TO DO:
Copy precisely the first line of the material below and every later line, stopping with the line that contains "#[derive(Debug, Clone, PartialEq, Eq)]".

SUPPLIED RECORDS:
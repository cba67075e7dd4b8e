//! Reading and writing of volume stacks and PSFs in NumPy formats.
//!
//! - `.npy`: a single array, either `(x, y, z)` for one channel or `(channels, x, y, z)`.
//! - `.npz`: one `(x, y, z)` array per channel, in archive order.

use crate::data_container::{ChannelStack, VolumeSink, VolumeSource};
use crate::errors::{PipelineError, PipelineResult};
use crate::math_tools::Voxel;
use ndarray::{Array3, ArrayD, Ix3, Ix4};
use ndarray_npy::{read_npy, write_npy, NpzReader, NpzWriter, ReadableElement, WritableElement};
use std::fs::File;
use std::path::{Path, PathBuf};

/// Voxel types that can be stored in `.npy` files.
pub trait NpyVoxel: Voxel + ReadableElement + WritableElement {}

impl<T: Voxel + ReadableElement + WritableElement> NpyVoxel for T {}

/// A volume stack on disk, selected by file extension.
#[derive(Debug, Clone, PartialEq, Eq)]
pub enum VolumeFile {
    Npy(PathBuf),
    Npz(PathBuf),
}

impl VolumeFile {
    /// Picks the format from the extension of `path` (case insensitive).
    pub fn from_path(path: impl AsRef<Path>) -> PipelineResult<Self> {
        let path = path.as_ref();
        let extension = path
            .extension()
            .and_then(|ext| ext.to_str())
            .map(|ext| ext.to_ascii_lowercase());
        match extension.as_deref() {
            Some("npy") => Ok(VolumeFile::Npy(path.to_path_buf())),
            Some("npz") => Ok(VolumeFile::Npz(path.to_path_buf())),
            _ => Err(PipelineError::UnsupportedFile(path.to_path_buf())),
        }
    }

    pub fn path(&self) -> &Path {
        match self {
            VolumeFile::Npy(path) | VolumeFile::Npz(path) => path,
        }
    }
}

impl<T: NpyVoxel> VolumeSource<T> for VolumeFile {
    fn read_channels(&mut self) -> PipelineResult<ChannelStack<T>> {
        let stack = match self {
            VolumeFile::Npy(path) => open_from_npy(path)?,
            VolumeFile::Npz(path) => open_from_npz(path)?,
        };
        log::info!(
            "opened {:?}: {} channel(s) of shape {:?}",
            self.path(),
            stack.len(),
            stack.shape()
        );
        Ok(stack)
    }
}

impl<T: NpyVoxel> VolumeSink<T> for VolumeFile {
    fn write_channels(&mut self, channels: &ChannelStack<T>) -> PipelineResult<()> {
        match self {
            VolumeFile::Npy(path) => save_to_npy(channels, path)?,
            VolumeFile::Npz(path) => save_to_npz(channels, path)?,
        }
        log::info!("saved {} channel(s) to {:?}", channels.len(), self.path());
        Ok(())
    }
}

/// Reads a 3D (one channel) or 4D (channels first) `.npy` file.
pub fn open_from_npy<T: NpyVoxel>(path: &Path) -> PipelineResult<ChannelStack<T>> {
    let array: ArrayD<T> = read_npy(path)?;
    match array.ndim() {
        3 => ChannelStack::new(vec![array.into_dimensionality::<Ix3>()?]),
        4 => ChannelStack::from_array4(array.into_dimensionality::<Ix4>()?),
        ndim => Err(PipelineError::Dimensionality {
            path: path.to_path_buf(),
            ndim,
        }),
    }
}

/// Sort key for archive entries: `arr_2` comes before `arr_10`.
fn entry_order(name: &str) -> (&str, u64, &str) {
    let stem = name.strip_suffix(".npy").unwrap_or(name);
    let prefix = stem.trim_end_matches(|c: char| c.is_ascii_digit());
    let index = stem[prefix.len()..].parse().unwrap_or(0);
    (prefix, index, name)
}

/// Reads every array of an `.npz` archive as one channel, ordered by entry name.
pub fn open_from_npz<T: NpyVoxel>(path: &Path) -> PipelineResult<ChannelStack<T>> {
    let mut npz = NpzReader::new(File::open(path)?)?;
    let mut names = npz.names()?;
    names.sort_by(|a, b| entry_order(a).cmp(&entry_order(b)));
    let mut channels = Vec::new();
    for name in names {
        let channel: Array3<T> = npz.by_name(&name)?;
        channels.push(channel);
    }
    ChannelStack::new(channels)
}

/// Writes the stack as a single `(channels, x, y, z)` array.
pub fn save_to_npy<T: NpyVoxel>(channels: &ChannelStack<T>, path: &Path) -> PipelineResult<()> {
    write_npy(path, &channels.to_array4()?)?;
    Ok(())
}

/// Writes one array per channel, named `channel_000`, `channel_001`, ...
pub fn save_to_npz<T: NpyVoxel>(channels: &ChannelStack<T>, path: &Path) -> PipelineResult<()> {
    let mut npz = NpzWriter::new(File::create(path)?);
    for (i, channel) in channels.channels().iter().enumerate() {
        npz.add_array(format!("channel_{i:03}"), channel)?;
    }
    npz.finish()?;
    Ok(())
}

/// Reads a 3D PSF from an `.npy` file.
pub fn open_psf<T: NpyVoxel>(path: &Path) -> PipelineResult<Array3<T>> {
    let array: ArrayD<T> = read_npy(path)?;
    let ndim = array.ndim();
    array
        .into_dimensionality::<Ix3>()
        .map_err(|_| PipelineError::Dimensionality {
            path: path.to_path_buf(),
            ndim,
        })
}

TASK OUTPUT:
repository cba67075e7dd4b8e
//! Reading and writing of volume stacks and PSFs in NumPy formats.
//!
//! - `.npy`: a single array, either `(x, y, z)` for one channel or `(channels, x, y, z)`.
//! - `.npz`: one `(x, y, z)` array per channel, in archive order.

use crate::data_container::{ChannelStack, VolumeSink, VolumeSource};
use crate::errors::{PipelineError, PipelineResult};
use crate::math_tools::Voxel;
use ndarray::{Array3, ArrayD, Ix3, Ix4};
use ndarray_npy::{read_npy, write_npy, NpzReader, NpzWriter, ReadableElement, WritableElement};
use std::fs::File;
use std::path::{Path, PathBuf};

/// Voxel types that can be stored in `.npy` files.
pub trait NpyVoxel: Voxel + ReadableElement + WritableElement {}

impl<T: Voxel + ReadableElement + WritableElement> NpyVoxel for T {}

/// A volume stack on disk, selected by file extension.
#[derive(Debug, Clone, PartialEq, Eq)]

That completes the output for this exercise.